Purchasing power, over the long term, is a critical concept to understand when selecting investments for your financial plan. Purchasing power is the ability to keep spending money as life gets more expensive. One day you will retire and you want to be able to have freedom and control of where you spend your time. How awesome does that sound? For instance, you may decide that you want to retire in fifteen years with $8,000 per month in income. You’re also contemplating the possibility of moving somewhere with a more affordable cost of living. The icing on the cake is that the place you are considering has less traffic and the most desirable weather you can imagine! Are you with me?
This is a great start! You have clearly pictured where you want to be and estimated your need of $8,000 per month to cover your essential and discretionary spending. For this example, I am going to discount income taxes and social security benefits for which you may be eligible. I want to illustrate an important point around using the goal of $8,000 per month.

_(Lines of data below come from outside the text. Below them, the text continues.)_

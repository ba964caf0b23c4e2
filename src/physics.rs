//! Per-particle physics: continuity, momentum with Violeau artificial
//! viscosity, XSPH position correction, the two equations of state, moving-
//! boundary kinematics, and the density/mass/pressure initializers (spec
//! §4.4), grounded in `original_source/CPP_Physics/Init.cpp` for the
//! initializer semantics.

use glam::DVec3;

use crate::field::{Field, ParticleKind};
use crate::neighbor::Neighbors;
use crate::params::{AngleLaw, MovingBoundary, Parameter, PosLaw, StateEquationMethod};

/// `dρ/dt` for particle `i` (spec §4.4's `continuity`). Zero when `i` has
/// no neighbors other than itself at nonzero distance.
pub fn continuity(i: usize, neighbors: &Neighbors, field: &Field) -> f64 {
    let pos_i = field.pos[i];
    let vel_i = field.vel[i];
    let mut d_rho = 0.0;
    for (n, &j) in neighbors.ids.iter().enumerate() {
        if j == i {
            continue;
        }
        let r_ij = pos_i - field.pos[j];
        let r = r_ij.length();
        if r <= 0.0 {
            continue;
        }
        let e_ij = r_ij / r;
        d_rho += field.mass[j] * (vel_i - field.vel[j]).dot(e_ij) * neighbors.grad_w[n];
    }
    d_rho
}

/// The Violeau artificial viscosity term `Pi_ij` between `i` and `j`: zero
/// under expansion, otherwise `-(alpha*c*mu - beta*mu^2) / rho_bar`.
fn violeau_viscosity(field: &Field, i: usize, j: usize, r_ij: DVec3, r: f64, kh: f64, parameter: &Parameter) -> f64 {
    let v_ij = field.vel[i] - field.vel[j];
    let approach = v_ij.dot(r_ij);
    if approach >= 0.0 {
        return 0.0;
    }
    let mu = kh * approach / (r * r + parameter.epsilon * kh * kh);
    let rho_bar = 0.5 * (field.density[i] + field.density[j]);
    -(parameter.alpha * parameter.c * mu - parameter.beta * mu * mu) / rho_bar
}

/// `dv/dt` for a free particle `i` (spec §4.4's `momentum`): the pressure
/// term with Violeau viscosity, plus gravity on the z axis.
pub fn momentum(i: usize, neighbors: &Neighbors, field: &Field, parameter: &Parameter) -> DVec3 {
    let pos_i = field.pos[i];
    let rho_i = field.density[i];
    let p_i = field.pressure[i];
    let mut d_v = DVec3::new(0.0, 0.0, -parameter.g);
    for (n, &j) in neighbors.ids.iter().enumerate() {
        if j == i {
            continue;
        }
        let r_ij = pos_i - field.pos[j];
        let r = r_ij.length();
        if r <= 0.0 {
            continue;
        }
        let rho_j = field.density[j];
        let p_j = field.pressure[j];
        let pi_ij = violeau_viscosity(field, i, j, r_ij, r, parameter.kh, parameter);
        let factor = p_i / (rho_i * rho_i) + p_j / (rho_j * rho_j) + pi_ij;
        let grad = (r_ij / r) * neighbors.grad_w[n];
        d_v -= grad * (field.mass[j] * factor);
    }
    d_v
}

/// The XSPH-corrected position derivative `v_hat_i` (spec §4.4's
/// `xsphCorrection`): the velocity derivative itself is [`momentum`].
pub fn xsph_correction(i: usize, neighbors: &Neighbors, field: &Field, parameter: &Parameter) -> DVec3 {
    let vel_i = field.vel[i];
    let rho_i = field.density[i];
    let mut correction = DVec3::ZERO;
    for (n, &j) in neighbors.ids.iter().enumerate() {
        if j == i {
            continue;
        }
        let weight = 2.0 * field.mass[j] / (rho_i + field.density[j]);
        correction += (field.vel[j] - vel_i) * (weight * neighbors.w[n]);
    }
    vel_i + correction * parameter.epsilon_xsph
}

/// Pressure from density via the configured equation of state (spec §4.4's
/// `equationOfState`).
pub fn equation_of_state(rho: f64, parameter: &Parameter) -> f64 {
    match parameter.state_equation_method {
        StateEquationMethod::QuasiIncompressible => parameter.b * ((rho / parameter.density_ref).powf(parameter.gamma) - 1.0),
        StateEquationMethod::PerfectGas => rho * Parameter::GAS_CONSTANT * parameter.temperature / parameter.molar_mass,
    }
}

/// Recomputes `field.pressure[i]` from `field.density[i]`
/// (`pressureComputation`).
pub fn pressure_computation(field: &mut Field, i: usize, parameter: &Parameter) {
    field.pressure[i] = equation_of_state(field.density[i], parameter);
}

/// Position and velocity for moving-boundary particle `i` at `(t, t+k)`,
/// evaluated at `t_eval` (spec §4.4's `movingKinematics`): constant ramp,
/// sine, exponential approach along `direction`, or rigid rotation about
/// `rotation_center` driven by an angle law applied to `teta`.
pub fn moving_kinematics(law: &MovingBoundary, origin: DVec3, t_eval: f64) -> (DVec3, DVec3) {
    match law.pos_law {
        PosLaw::Constant => {
            let displacement = if t_eval < law.charact_time { t_eval / law.charact_time } else { 1.0 };
            let speed = if t_eval < law.charact_time { 1.0 / law.charact_time } else { 0.0 };
            (origin + law.direction * (law.amplitude * displacement), law.direction * (law.amplitude * speed))
        }
        PosLaw::Sine => {
            let omega = 2.0 * std::f64::consts::PI / law.charact_time;
            let displacement = law.amplitude * (omega * t_eval).sin();
            let speed = law.amplitude * omega * (omega * t_eval).cos();
            (origin + law.direction * displacement, law.direction * speed)
        }
        PosLaw::Exponential => {
            let displacement = law.amplitude * (1.0 - (-t_eval / law.charact_time).exp());
            let speed = (law.amplitude / law.charact_time) * (-t_eval / law.charact_time).exp();
            (origin + law.direction * displacement, law.direction * speed)
        }
        PosLaw::Rotating => {
            let angle_scale = match law.angle_law {
                AngleLaw::Linear => t_eval / law.charact_time,
                AngleLaw::Sine => (2.0 * std::f64::consts::PI / law.charact_time * t_eval).sin(),
                AngleLaw::Exponential => 1.0 - (-t_eval / law.charact_time).exp(),
            };
            let teta = law.teta * angle_scale;
            let rotated = rotate_euler(origin - law.rotation_center, teta);
            let eps = 1e-6;
            let teta_ahead = law.teta * (angle_scale + eps);
            let rotated_ahead = rotate_euler(origin - law.rotation_center, teta_ahead);
            let speed = (rotated_ahead - rotated) / eps;
            (law.rotation_center + rotated, speed)
        }
    }
}

/// Rotates `v` by the Euler angle triple `teta` (roll/pitch/yaw, applied
/// x-y-z), used by the rigid-rotation moving-boundary law.
fn rotate_euler(v: DVec3, teta: DVec3) -> DVec3 {
    let (sx, cx) = teta.x.sin_cos();
    let (sy, cy) = teta.y.sin_cos();
    let (sz, cz) = teta.z.sin_cos();
    let after_x = DVec3::new(v.x, cx * v.y - sx * v.z, sx * v.y + cx * v.z);
    let after_y = DVec3::new(cy * after_x.x + sy * after_x.z, after_x.y, -sy * after_x.x + cy * after_x.z);
    DVec3::new(cz * after_y.x - sz * after_y.y, sz * after_y.x + cz * after_y.y, after_y.z)
}

/// Sets position and velocity for moving particle `i` at `(t, t+k)` using
/// its configured law, evaluated at `t + k` relative to `field.origin[i]`
/// (`updateMovingPos` + `updateMovingSpeed`). Each particle keeps its own
/// origin (spec §9 note on [`Field::origin`]) rather than sharing one
/// reference point per law, so a moving body made of many particles
/// translates/rotates as a rigid group instead of collapsing onto a single
/// point.
pub fn update_moving(field: &mut Field, i: usize, parameter: &Parameter, t: f64, k: f64) {
    let ParticleKind::Moving(law_index) = field.kind[i] else {
        return;
    };
    let law = &parameter.moving_boundaries[law_index as usize];
    let (pos, vel) = moving_kinematics(law, field.origin[i], t + k);
    field.pos[i] = pos;
    field.vel[i] = vel;
}

/// Zero velocity for every particle, except moving particles which take
/// their boundary law's velocity at `t=0` (`speedInit`).
pub fn init_speeds(field: &mut Field, parameter: &Parameter) {
    for v in field.vel.iter_mut() {
        *v = DVec3::ZERO;
    }
    for i in 0..field.n_total() {
        if let ParticleKind::Moving(law_index) = field.kind[i] {
            let law = &parameter.moving_boundaries[law_index as usize];
            let (_, vel) = moving_kinematics(law, field.origin[i], 0.0);
            field.vel[i] = vel;
        }
    }
}

/// Density initialization (`densityInit`): hydrostatic (integrated from the
/// highest free-surface z downward using the configured equation of state)
/// or homogeneous (everyone at `density_ref`). Boundaries always take
/// `density_ref` under the hydrostatic scheme.
pub fn init_densities(field: &mut Field, parameter: &Parameter) {
    match parameter.density_init_method {
        crate::params::DensityInitMethod::Homogeneous => {
            for d in field.density.iter_mut() {
                *d = parameter.density_ref;
            }
        }
        crate::params::DensityInitMethod::Hydrostatic => {
            let z_max = field
                .kind
                .iter()
                .zip(field.pos.iter())
                .filter(|(k, _)| matches!(k, ParticleKind::Free))
                .map(|(_, p)| p.z)
                .fold(0.0_f64, f64::max);
            for i in 0..field.n_total() {
                field.density[i] = match field.kind[i] {
                    ParticleKind::Free => {
                        let h = z_max - field.pos[i].z;
                        match parameter.state_equation_method {
                            StateEquationMethod::QuasiIncompressible => {
                                let ratio = 1.0 + (1.0 / parameter.b) * parameter.density_ref * parameter.g * h;
                                parameter.density_ref * ratio.powf(1.0 / parameter.gamma)
                            }
                            StateEquationMethod::PerfectGas => {
                                parameter.density_ref * (1.0 + (parameter.molar_mass / Parameter::GAS_CONSTANT / parameter.temperature) * parameter.density_ref * parameter.g * h)
                            }
                        }
                    }
                    _ => parameter.density_ref,
                };
            }
        }
    }
}

/// `mass = density * volume` (`massInit`, the `violeau2012` mass-init
/// scheme).
pub fn init_masses(field: &mut Field, volume: &[f64]) {
    for i in 0..field.n_total() {
        field.mass[i] = field.density[i] * volume[i];
    }
}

Using $8,000 today, and assuming inflation (think rising costs over time) of 2.43 percent over fifteen years, means it will take exactly $11,468 a month to replicate the same purchasing power that $8,000 a month has today. Let that soak in for a minute. We know life will cost more tomorrow and in order to prepare we will need to select investments that offer a higher probability of keeping pace with, or exceeding, the rate of inflation. It’s a good exercise in thinking about where you are today, from a monthly income and numbers standpoint, and stretching that out into the future. Assuming life is static, and costs won’t increase, can create a flaw in your planning and progress towards retirement. It would also be a complete bummer if you planned around the need of $8,000 per month income only to arrive at retirement to discover that you need more. That’s why we’re here.
The costs of property taxes, your mobile phone bill, online subscriptions, and a nice dinner out doesn’t stop increasing when you retire. If you’re doubting this, I’ll pause and ask you to speak to the next retired person you can find about their thoughts on the matter. I’ll be here when you get back…..
I think we can all agree that life will cost more tomorrow than it does today, but those costs will also continue to rise throughout retirement. You and your spouse, significant other, are looking at what may be several decades where you will be required to stretch your capital. Knowing this, how might you select your investments? How might you design your plan? What risks need to be factored in?